19、优选地，步骤(ii-3)中，将所述肿瘤细胞悬液用70μm的细胞过滤器过滤至50ml的离心管中，用10ml含2％fbs、100u青霉素及链霉素的dmem培养液冲洗细胞过滤器，以提高肿瘤细胞获得率，过滤所得的肿瘤细胞悬液用515g的转速离心5min后，弃去上清液，用含10％fbs、100u青霉素及链霉素的dmem培养液重悬肿瘤细胞，并转移至培养瓶中培养。

20、优选地，步骤(ii-4)中，培养肿瘤原代细胞3～5d后，向培养瓶加入分散酶ii并将培养瓶置于37℃的培养箱中10min，然后将培养瓶中的肿瘤细胞及培养液转移至15ml的离心管中，离心5min，弃去上清液，用培养基重悬肿瘤细胞，最后转移至新的培养瓶中继续培养。

21、优选地，步骤(iii)中，用75％的酒精擦拭超净工作台台面，再用紫外线照射30min消毒灭菌；然后将培养瓶中的培养液吸除后，加入8～10ml的无菌pbs溶液，以清洗残留的培养基成分；随后加入0.5～1ml的0.25％的胰酶溶液，使培养瓶底部的肿瘤细胞浸入胰酶溶液中，待肿瘤细胞趋于圆形时将胰酶溶液去除，并加入10ml含10％fbs、100u青霉素及链霉素的dmem培养液，用以终止消化，最后另取培养基对肿瘤细胞进行传代培养。

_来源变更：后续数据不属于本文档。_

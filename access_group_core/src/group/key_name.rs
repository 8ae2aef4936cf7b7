//! Short, opaque group key names.

use dupe::Dupe;
use serde::{Deserialize, Serialize};
use std::{cmp::Ordering, fmt};
use thiserror::Error;

/// The longest permitted group key name, in bytes.
pub const MAX_KEY_NAME_LEN: usize = 32;

/// The name half of a [`GroupId`](super::id::GroupId).
///
/// Names are opaque bytes, at most [`MAX_KEY_NAME_LEN`] long, stored inline so
/// the type stays [`Copy`]. The empty name is the reserved base-group name.
#[derive(Clone, Copy, Dupe, PartialEq, Eq, Hash, Serialize, Deserialize)]
#[serde(try_from = "Vec<u8>", into = "Vec<u8>")]
pub struct GroupKeyName {
    len: u8,
    bytes: [u8; MAX_KEY_NAME_LEN],
}

impl GroupKeyName {
    /// The reserved, empty base-group name.
    pub const BASE: GroupKeyName = GroupKeyName {
        len: 0,
        bytes: [0; MAX_KEY_NAME_LEN],
    };

    /// Copy `name` into a [`GroupKeyName`].
    ///
    /// # Examples
    ///
    /// ```
    /// # use access_group_core::group::key_name::{GroupKeyName, KeyNameTooLong};
    /// let name = GroupKeyName::new(b"friends").unwrap();
    /// assert_eq!(name.as_bytes(), b"friends");
    /// assert_eq!(GroupKeyName::new(&[7; 33]), Err(KeyNameTooLong(33)));
    /// ```
    pub fn new(name: &[u8]) -> Result<Self, KeyNameTooLong> {
        if name.len() > MAX_KEY_NAME_LEN {
            return Err(KeyNameTooLong(name.len()));
        }

        let mut bytes = [0; MAX_KEY_NAME_LEN];
        bytes[..name.len()].copy_from_slice(name);

        Ok(Self {
            len: name.len() as u8,
            bytes,
        })
    }

    pub fn as_bytes(&self) -> &[u8] {
        &self.bytes[..self.len as usize]
    }

    pub fn len(&self) -> usize {
        self.len as usize
    }

    pub fn is_empty(&self) -> bool {
        self.len == 0
    }
}

#[derive(Debug, Clone, Copy, PartialEq, Eq, Error)]
#[error("Group key name is {0} bytes, the maximum is 32")]
pub struct KeyNameTooLong(pub usize);

impl Default for GroupKeyName {
    fn default() -> Self {
        Self::BASE
    }
}

impl PartialOrd for GroupKeyName {
    fn partial_cmp(&self, other: &Self) -> Option<Ordering> {
        Some(self.cmp(other))
    }
}

impl Ord for GroupKeyName {
    fn cmp(&self, other: &Self) -> Ordering {
        self.as_bytes().cmp(other.as_bytes())
    }
}

impl TryFrom<Vec<u8>> for GroupKeyName {
    type Error = KeyNameTooLong;

    fn try_from(name: Vec<u8>) -> Result<Self, Self::Error> {
        Self::new(&name)
    }
}

impl TryFrom<&str> for GroupKeyName {
    type Error = KeyNameTooLong;

    fn try_from(name: &str) -> Result<Self, Self::Error> {
        Self::new(name.as_bytes())
    }
}

impl From<GroupKeyName> for Vec<u8> {
    fn from(name: GroupKeyName) -> Self {
        name.as_bytes().to_vec()
    }
}

impl fmt::Display for GroupKeyName {
    fn fmt(&self, f: &mut fmt::Formatter<'_>) -> fmt::Result {
        match std::str::from_utf8(self.as_bytes()) {
            Ok(s) => write!(f, "{:?}", s),
            Err(_) => crate::util::hex::bytes_as_hex(self.as_bytes().iter(), f),
        }
    }
}

impl fmt::Debug for GroupKeyName {
    fn fmt(&self, f: &mut fmt::Formatter<'_>) -> fmt::Result {
        write!(f, "GroupKeyName({})", self)
    }
}

#[cfg(any(test, feature = "arbitrary"))]
impl<'a> arbitrary::Arbitrary<'a> for GroupKeyName {
    fn arbitrary(u: &mut arbitrary::Unstructured<'a>) -> arbitrary::Result<Self> {
        let len = u.int_in_range(0..=MAX_KEY_NAME_LEN)?;
        let bytes = u.bytes(len)?;
        Self::new(bytes).map_err(|_| arbitrary::Error::IncorrectFormat)
    }
}
//! Read-only projections over committed state.
//!
//! Every call takes exactly one snapshot from the ledger and answers from it,
//! so a result never mixes state from before and after a commit. If the
//! snapshot cannot be read the call fails immediately with
//! [`QueryError::UnavailableState`].

use crate::{
    error::ErrorKind,
    group::{entry::GroupEntry, id::GroupId, member::MemberEntry},
    key::PublicKey,
    ledger::LedgerRead,
    state::LedgerState,
};
use serde::{Deserialize, Serialize};
use std::sync::Arc;
use thiserror::Error;
use tracing::instrument;

/// A group that a key belongs to, with that key's own member entry.
#[derive(Debug, Clone, PartialEq, Eq, Hash, Serialize, Deserialize)]
pub struct Membership {
    pub group: GroupEntry,
    pub member: MemberEntry,
}

/// Everything visible to a single key.
#[derive(Debug, Clone, PartialEq, Eq, Hash, Serialize, Deserialize)]
pub struct AccessGroups {
    /// The base group first, then created groups in commit order.
    pub owned: Vec<GroupEntry>,

    /// In commit order.
    pub member_of: Vec<Membership>,
}

#[derive(Debug, Clone)]
pub struct QueryService<R: LedgerRead> {
    ledger: R,
}

impl<R: LedgerRead> QueryService<R> {
    pub fn new(ledger: R) -> Self {
        Self { ledger }
    }

    async fn snapshot(&self) -> Result<Arc<LedgerState>, QueryError> {
        self.ledger
            .current_state()
            .await
            .map_err(|e| QueryError::UnavailableState(e.to_string()))
    }

    #[instrument(skip_all, fields(%owner))]
    pub async fn groups_owned(&self, owner: &PublicKey) -> Result<Vec<GroupEntry>, QueryError> {
        Ok(self.snapshot().await?.groups_owned(owner))
    }

    #[instrument(skip_all, fields(%member))]
    pub async fn groups_member_of(
        &self,
        member: &PublicKey,
    ) -> Result<Vec<Membership>, QueryError> {
        Ok(self.snapshot().await?.groups_member_of(member))
    }

    #[instrument(skip_all, fields(%key))]
    pub async fn all_groups(&self, key: &PublicKey) -> Result<AccessGroups, QueryError> {
        Ok(self.snapshot().await?.all_groups(key))
    }

    pub async fn group_info(&self, group_id: &GroupId) -> Result<GroupEntry, QueryError> {
        self.snapshot()
            .await?
            .group_entry(group_id)
            .ok_or(QueryError::GroupNotFound(*group_id))
    }

    /// `member`'s entry in `group_id`, or `None` if they are not a member.
    pub async fn member_info(
        &self,
        member: &PublicKey,
        group_id: &GroupId,
    ) -> Result<Option<MemberEntry>, QueryError> {
        let state = self.snapshot().await?;
        if !state.group_exists(group_id) {
            return Err(QueryError::GroupNotFound(*group_id));
        }

        Ok(state.member(group_id, member).cloned())
    }

    /// Up to `limit` members ordered by member key, starting after `start_after`.
    pub async fn group_members(
        &self,
        group_id: &GroupId,
        start_after: Option<&PublicKey>,
        limit: usize,
    ) -> Result<Vec<MemberEntry>, QueryError> {
        self.snapshot()
            .await?
            .members_page(group_id, start_after, limit)
            .ok_or(QueryError::GroupNotFound(*group_id))
    }

    pub async fn public_key_exists(&self, key: &PublicKey) -> Result<bool, QueryError> {
        Ok(self.snapshot().await?.public_key_exists(key))
    }
}

#[derive(Debug, Clone, PartialEq, Eq, Error)]
pub enum QueryError {
    #[error("Ledger state unavailable: {0}")]
    UnavailableState(String),

    #[error("Group {0} not found")]
    GroupNotFound(GroupId),
}

impl QueryError {
    pub fn kind(&self) -> ErrorKind {
        match self {
            QueryError::UnavailableState(_) => ErrorKind::UnavailableState,
            QueryError::GroupNotFound(_) => ErrorKind::GroupNotFound,
        }
    }
}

22、基于相同的技术构思，本发明的再一方案是提供一种由上述构建方法得到的人弥漫性恶性腹膜间皮瘤细胞系。

23、本发明的有益效果为：

24、本发明所述的dmpm-01细胞系是自主建立的第一株人弥漫性恶性腹膜间皮瘤细胞系，所述细胞系能够在体外稳定存活并稳定传代至第17代，更重要的是能为进一步研究弥漫性恶性腹膜间皮瘤的分子机制、病理发展过程、药物干预实验等提供了细胞实验平台。